▸ DATA FOR PROCESSING
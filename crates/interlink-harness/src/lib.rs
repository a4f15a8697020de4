//! Deterministic simulation harness for Interlink packet lifecycle testing.
//!
//! Two simulated ledgers, each running an unmodified
//! [`interlink_core::PacketHandler`], joined by a relayer that carries
//! packets and acknowledgements between them. Proof verification is real in
//! the sense that matters: a claim only verifies if the counterparty
//! committed that exact value at the proof height.
//!
//! # Components
//!
//! - [`sim_chain`]: Simulated ledger with per-height store snapshots
//! - [`sim_keeper`]: Connection keeper verifying against snapshots
//! - [`relayer`]: Event-driven relayer
//! - [`app`]: Token transfer application on the receiving ledger
//! - [`scenario`]: Declarative scenarios with mandatory oracles
//! - [`model`]: Reference model for model-based testing

#![forbid(unsafe_code)]
#![warn(missing_docs)]

pub mod app;
pub mod model;
pub mod relayer;
pub mod scenario;
pub mod sim_chain;
pub mod sim_keeper;

pub use model::{ModelWorld, ObservableState, Operation, OperationError, OperationResult};
pub use relayer::{RelayError, Relayer};
pub use sim_chain::{SimChain, SimHandler};
pub use sim_keeper::SimKeeper;
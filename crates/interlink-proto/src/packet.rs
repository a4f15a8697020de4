//! Packets and acknowledgements.
//!
//! A [`Packet`] is transient: it is built by the sending application, passed
//! by value through the lifecycle engine and never stored. Only its
//! [`Commitment`] is persisted.
//!
//! Packet payloads are abstracted behind [`PacketData`] so the engine can
//! work with any application payload without knowing its shape. The engine
//! needs exactly three things from a payload: canonical bytes, a timeout
//! height, and a structural self-check.

use std::fmt;

use bytes::Bytes;
use serde::{Deserialize, Serialize};

use crate::{
    commitment::Commitment,
    errors::{Result, ValidationError},
    height::Height,
    identifier::{ChannelId, PortId},
};

/// Accessor contract for application packet payloads.
pub trait PacketData: fmt::Debug {
    /// Canonical encoding committed to and carried to the counterparty.
    fn to_bytes(&self) -> Bytes;

    /// Height on the receiving ledger at which the packet times out.
    fn timeout_height(&self) -> Height;

    /// Structural validation of the payload itself.
    fn validate_basic(&self) -> Result<()>;
}

/// Accessor contract for acknowledgement payloads.
pub trait Acknowledgement: fmt::Debug {
    /// Canonical acknowledgement bytes.
    fn to_bytes(&self) -> Bytes;

    /// Commitment stored for this acknowledgement.
    fn commitment(&self) -> Commitment {
        Commitment::acknowledgement(&self.to_bytes())
    }
}

impl Acknowledgement for Bytes {
    fn to_bytes(&self) -> Bytes {
        self.clone()
    }
}

impl Acknowledgement for Vec<u8> {
    fn to_bytes(&self) -> Bytes {
        Bytes::copy_from_slice(self)
    }
}

/// Payload with no application structure: raw bytes and a timeout.
#[derive(Debug, Clone, PartialEq, Eq, Serialize, Deserialize)]
pub struct OpaquePacketData {
    /// Application bytes
    pub data: Bytes,
    /// Timeout height on the receiving ledger
    pub timeout_height: Height,
}

impl OpaquePacketData {
    /// Create an opaque payload.
    pub fn new(data: impl Into<Bytes>, timeout_height: Height) -> Self {
        Self { data: data.into(), timeout_height }
    }
}

impl PacketData for OpaquePacketData {
    fn to_bytes(&self) -> Bytes {
        self.data.clone()
    }

    fn timeout_height(&self) -> Height {
        self.timeout_height
    }

    fn validate_basic(&self) -> Result<()> {
        if self.data.is_empty() {
            return Err(ValidationError::InvalidPacketData("packet data is empty".to_string()));
        }
        Ok(())
    }
}

/// A packet travelling over a channel.
#[derive(Debug, Clone, PartialEq, Eq, Serialize, Deserialize)]
pub struct Packet<D> {
    /// Sequence number on the sending channel end
    pub sequence: u64,
    /// Sending port
    pub source_port: PortId,
    /// Sending channel
    pub source_channel: ChannelId,
    /// Receiving port
    pub destination_port: PortId,
    /// Receiving channel
    pub destination_channel: ChannelId,
    /// Application payload
    pub data: D,
}

impl<D: PacketData> Packet<D> {
    /// Create a packet.
    pub fn new(
        data: D,
        sequence: u64,
        source_port: PortId,
        source_channel: ChannelId,
        destination_port: PortId,
        destination_channel: ChannelId,
    ) -> Self {
        Self { sequence, source_port, source_channel, destination_port, destination_channel, data }
    }

    /// Timeout height of the payload.
    pub fn timeout_height(&self) -> Height {
        self.data.timeout_height()
    }

    /// Canonical payload bytes.
    pub fn data_bytes(&self) -> Bytes {
        self.data.to_bytes()
    }

    /// Commitment the sending ledger stores for this packet.
    pub fn commitment(&self) -> Commitment {
        Commitment::packet(self.timeout_height(), &self.data_bytes())
    }

    /// Structural validation.
    ///
    /// Identifiers are validated when they are constructed or decoded, so
    /// this checks the remaining fields: sequence, timeout and payload.
    pub fn validate_basic(&self) -> Result<()> {
        if self.sequence == 0 {
            return Err(ValidationError::InvalidPacket("packet sequence cannot be 0".to_string()));
        }
        if self.timeout_height().is_zero() {
            return Err(ValidationError::InvalidPacket(
                "packet timeout height cannot be 0".to_string(),
            ));
        }
        self.data.validate_basic()
    }
}

impl<D: PacketData> fmt::Display for Packet<D> {
    fn fmt(&self, f: &mut fmt::Formatter<'_>) -> fmt::Result {
        write!(
            f,
            "packet #{} {}/{} -> {}/{} (timeout {})",
            self.sequence,
            self.source_port,
            self.source_channel,
            self.destination_port,
            self.destination_channel,
            self.timeout_height()
        )
    }
}
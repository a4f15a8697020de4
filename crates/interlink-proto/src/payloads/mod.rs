//! Application payloads carried by packets.
//!
//! The lifecycle engine treats payloads through the
//! [`PacketData`](crate::packet::PacketData) trait only; concrete payload
//! kinds live here.

pub mod transfer;

pub use transfer::{Coin, FungibleTokenPacketData, denom_prefix};
//! Read models for connections and light clients.
//!
//! Connections and clients are owned by the host. The lifecycle engine only
//! reads the fields below.

use std::fmt;

use serde::{Deserialize, Serialize};
use serde_repr::{Deserialize_repr, Serialize_repr};

use crate::{height::Height, identifier::ClientId};

/// Connection handshake state
#[derive(Debug, Clone, Copy, Default, PartialEq, Eq, Hash, Serialize_repr, Deserialize_repr)]
#[repr(u8)]
pub enum ConnectionState {
    /// No connection, treated as closed
    #[default]
    Uninitialized = 0,
    /// Handshake started locally
    Init = 1,
    /// Handshake acknowledged by the counterparty
    TryOpen = 2,
    /// Handshake complete
    Open = 3,
}

impl fmt::Display for ConnectionState {
    fn fmt(&self, f: &mut fmt::Formatter<'_>) -> fmt::Result {
        f.write_str(match self {
            Self::Uninitialized => "UNINITIALIZED",
            Self::Init => "INIT",
            Self::TryOpen => "TRYOPEN",
            Self::Open => "OPEN",
        })
    }
}

/// A connection end as seen by the channel layer.
#[derive(Debug, Clone, PartialEq, Eq, Serialize, Deserialize)]
pub struct ConnectionEnd {
    /// Handshake state
    pub state: ConnectionState,
    /// Light client tracking the counterparty
    pub client_id: ClientId,
}

impl ConnectionEnd {
    /// Create a connection end.
    pub fn new(state: ConnectionState, client_id: ClientId) -> Self {
        Self { state, client_id }
    }
}

/// A light client state as seen by the channel layer.
#[derive(Debug, Clone, Copy, PartialEq, Eq, Serialize, Deserialize)]
pub struct ClientState {
    /// Latest counterparty height the client has verified
    pub latest_height: Height,
}

impl ClientState {
    /// Create a client state.
    pub fn new(latest_height: Height) -> Self {
        Self { latest_height }
    }
}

▸ TO DO
From the entries, copy out each line containing the word "ConnectionState".

▸ PROBLEM SOLUTION
pub enum ConnectionState {
impl fmt::Display for ConnectionState {
    pub state: ConnectionState,
    pub fn new(state: ConnectionState, client_id: ClientId) -> Self {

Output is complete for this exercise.